Frank Drake, 79 anni, pioniere e profeta dei programmi SETI, ha escogitato una celebre formula per calcolare la probabilità che esistano altri pianeti che, come la Terra, ospitano una civiltà tecnologicamente avanzata. Il risultato di questa equazione – che tale non è se si dà alla parola il corretto senso matematico – oscilla tra una e un milione per le civiltà della nostra galassia. Tanta incertezza – che priva la formula di ogni significato scientifico – dipende dal fatto che un parametro dell’equazione è altamente incerto: quello che riguarda la durata di una civiltà tecnologica a partire da quando in essa si giunge alla scoperta di un’arma così potente da essere in grado di distruggere la civiltà stessa.
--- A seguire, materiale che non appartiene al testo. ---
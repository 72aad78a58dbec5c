// Copyright 2022 Sean Gillespie.
//
// Licensed under the Apache License, Version 2.0 <LICENSE-APACHE or
// http://www.apache.org/licenses/LICENSE-2.0> or the MIT license
// <LICENSE-MIT or http://opensource.org/licenses/MIT>, at your
// option. This file may not be copied, modified, or distributed
// except according to those terms.

use std::{fmt, iter, ops};

const ROUNDING_FACTOR: f64 = 10.0;

/// A material score, kept rounded to one decimal place.
///
/// Rounding happens once, on construction: the value is scaled by ten, rounded half away from zero, and scaled back.
/// Every arithmetic operation produces a freshly constructed (and so freshly rounded) `Score`, which means two scores
/// compare equal exactly when their rounded values do.
#[derive(Copy, Clone, Debug, PartialEq, PartialOrd, Default)]
pub struct Score(f64);

/// The result of comparing one side's score against another's.
#[derive(Copy, Clone, Debug, PartialEq, Eq)]
pub enum Outcome {
    Win,
    Lose,
    Draw,
}

impl Score {
    pub fn new(value: f64) -> Score {
        Score(round(value))
    }

    pub fn zero() -> Score {
        Score(0.0)
    }

    pub fn value(self) -> f64 {
        self.0
    }

    pub fn compare(self, other: Score) -> Outcome {
        if self.0 > other.0 {
            Outcome::Win
        } else if self.0 < other.0 {
            Outcome::Lose
        } else {
            Outcome::Draw
        }
    }
}

fn round(value: f64) -> f64 {
    (value * ROUNDING_FACTOR).round() / ROUNDING_FACTOR
}

impl ops::Add<Score> for Score {
    type Output = Score;

    fn add(self, rhs: Score) -> Self::Output {
        Score::new(self.0 + rhs.0)
    }
}

impl ops::AddAssign<Score> for Score {
    fn add_assign(&mut self, rhs: Score) {
        *self = *self + rhs;
    }
}

impl iter::Sum for Score {
    fn sum<I: Iterator<Item = Score>>(iter: I) -> Score {
        iter.fold(Score::zero(), |acc, score| acc + score)
    }
}

impl fmt::Display for Score {
    fn fmt(&self, f: &mut fmt::Formatter<'_>) -> fmt::Result {
        write!(f, "{:.1}", self.0)
    }
}
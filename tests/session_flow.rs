use sortbench::application::benchmarking::MeasurementRepo;
use sortbench::application::client::BenchmarkClient;
use sortbench::application::session::ComparisonSession;
use sortbench::domain::chart_bounds::{ChartBounds, ChartScale};
use sortbench::domain::sorting::SortStrategy;
use std::sync::Arc;
use std::time::Duration;

const WAIT: Duration = Duration::from_secs(60);

fn scale() -> ChartScale {
    ChartScale {
        slider_min: 4,
        slider_max: 8,
        lower_step: 2,
        multiplier: 25,
    }
}

fn session(bounds: ChartBounds) -> (ComparisonSession, Arc<MeasurementRepo>) {
    let repo = Arc::new(MeasurementRepo::with_settings(10, Some(99)));
    let client = BenchmarkClient::spawn(repo.clone()).unwrap();
    (ComparisonSession::new(client, scale(), bounds).unwrap(), repo)
}

#[test]
fn test_toggle_off_removes_strategy_from_samples() {
    let (mut session, repo) = session(ChartBounds::new(6));
    let initial = session.wait(WAIT).unwrap().to_vec();
    assert!(initial.iter().any(|m| m.strategy == SortStrategy::Bubble));
    let entries = repo.len();

    assert!(!session.toggle(SortStrategy::Bubble).unwrap());
    let after = session.wait(WAIT).unwrap().to_vec();

    assert!(after.iter().all(|m| m.strategy != SortStrategy::Bubble));
    assert_eq!(after.len(), initial.len() / 4 * 3);
    assert_eq!(repo.len(), entries, "no entries evicted or added");
    assert!(repo.cached(SortStrategy::Bubble, 50).is_some());
}

#[test]
fn test_moving_slider_back_hits_cache() {
    let (mut session, repo) = session(ChartBounds::new(5));
    let at_five = session.wait(WAIT).unwrap().to_vec();

    session.set_n(8).unwrap();
    session.wait(WAIT).unwrap();
    let computed = repo.stats().computed;

    session.set_n(5).unwrap();
    let back_at_five = session.wait(WAIT).unwrap().to_vec();

    assert_eq!(at_five, back_at_five);
    assert_eq!(repo.stats().computed, computed);
}

#[test]
fn test_rapid_changes_settle_on_latest_bounds() {
    let (mut session, _repo) = session(ChartBounds::new(4));
    for n in 5..=8 {
        session.set_n(n).unwrap();
    }
    session.toggle(SortStrategy::Heap).unwrap();

    let samples = session.wait(WAIT).unwrap().to_vec();
    let (lower, upper) = session.x_domain();
    assert_eq!((lower, upper), (50, 200));
    assert!(samples.iter().all(|m| m.elements >= lower && m.elements < upper));
    assert!(samples.iter().all(|m| m.strategy != SortStrategy::Heap));
    assert!(!session.is_calculating());
    assert!(!session.poll());
}

#[test]
fn test_toggle_all_off_yields_no_samples() {
    let (mut session, _repo) = session(ChartBounds::new(4));
    for strategy in SortStrategy::ALL {
        session.toggle(strategy).unwrap();
    }
    assert!(session.bounds().strategies.is_empty());
    assert!(session.wait(WAIT).unwrap().is_empty());
}
pub mod reporting;
pub mod repository;
pub mod sampling;

pub use reporting::BenchmarkReporter;
pub use repository::{CacheStats, MeasurementRepo};
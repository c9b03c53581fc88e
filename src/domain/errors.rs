use thiserror::Error;

/// Errors raised while configuring or running sort benchmarks
#[derive(Debug, Error)]
pub enum BenchError {
    #[error("Unknown sort strategy: {0}. Valid: bubble, heap, merge, default")]
    UnknownStrategy(String),

    #[error("Slider value {value} outside range {min}..={max}")]
    SliderOutOfRange { value: u32, min: u32, max: u32 },

    #[error("Invalid configuration: {reason}")]
    InvalidConfig { reason: String },

    #[error("Benchmark worker is not running")]
    WorkerUnavailable,

    #[error("Benchmark worker failed: {reason}")]
    WorkerFailed { reason: String },

    #[error("Failed to start benchmark runtime: {0}")]
    RuntimeStartup(#[source] std::io::Error),

    #[error("Timed out after {waited_ms}ms waiting for measurements")]
    Timeout { waited_ms: u64 },
}

#[cfg(test)]
mod tests {
    use super::*;

    #[test]
    fn test_slider_error_formatting() {
        let error = BenchError::SliderOutOfRange {
            value: 30,
            min: 10,
            max: 25,
        };

        let msg = error.to_string();
        assert!(msg.contains("30"));
        assert!(msg.contains("10..=25"));
    }

    #[test]
    fn test_timeout_formatting() {
        let error = BenchError::Timeout { waited_ms: 1500 };
        assert!(error.to_string().contains("1500ms"));
    }
}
Nel nostro caso questa scoperta coincide con quella della bomba atomica. Dovremmo riflettere sul fatto che la scettica domanda “Dove sono?” venne proprio dallo scienziato che più di ogni altro aveva contribuito a quella scoperta, e che a dialogare con lui a Los Alamos, patria della bomba atomica, ci fosse Teller, ideatore di un ordigno ancora più distruttivo.

Con tutto ciò, il tema della vita extraterrestre è più attuale che mai. Nel 1982 la International Astronomical Union ha costituito la Commissione 51 per lo studio dell’Astrobiologia, disciplina fino ad allora indicata come esobiologia. E mentre allora conoscevamo un solo sistema planetario – il nostro – oggi si conoscono quasi quattrocento pianeti intorno ad altre stelle. In altre parole un altro dei parametri incerti dell’equazione di Drake è stato chiarito con esito largamente favorevole all’esistenza di vita anche lontano dalla Terra.

Sommessamente, farei notare che il tempo gioca a favore degli alieni e contro Fermi. Dopo i terribili bombardamenti di Hiroshima e Nagasaki, sono passati 64 anni senza guerre nucleari. Sessantaquattro anni sono un batter di ciglia su scala cosmica, ma incominciamo ad avere qualche speranza che una civiltà tecnologica possa essere abbastanza saggia da non arrivare all’autodistruzione in tempi brevissimi. Ora auguriamoci che personaggi come Ahmadinejad e altri non abbiano intenzione di rovinare le cose. Abbiamo bisogno che quel parametro così incerto nella formula di Drake, la durata di una civiltà tecnologica, si precisi al rialzo, arrivando possibilmente a milioni di anni, cioè il tempo-scala della vita di una specie.

Noi tifiamo per E.T., si sarà capito, non del tutto disinteressatamente.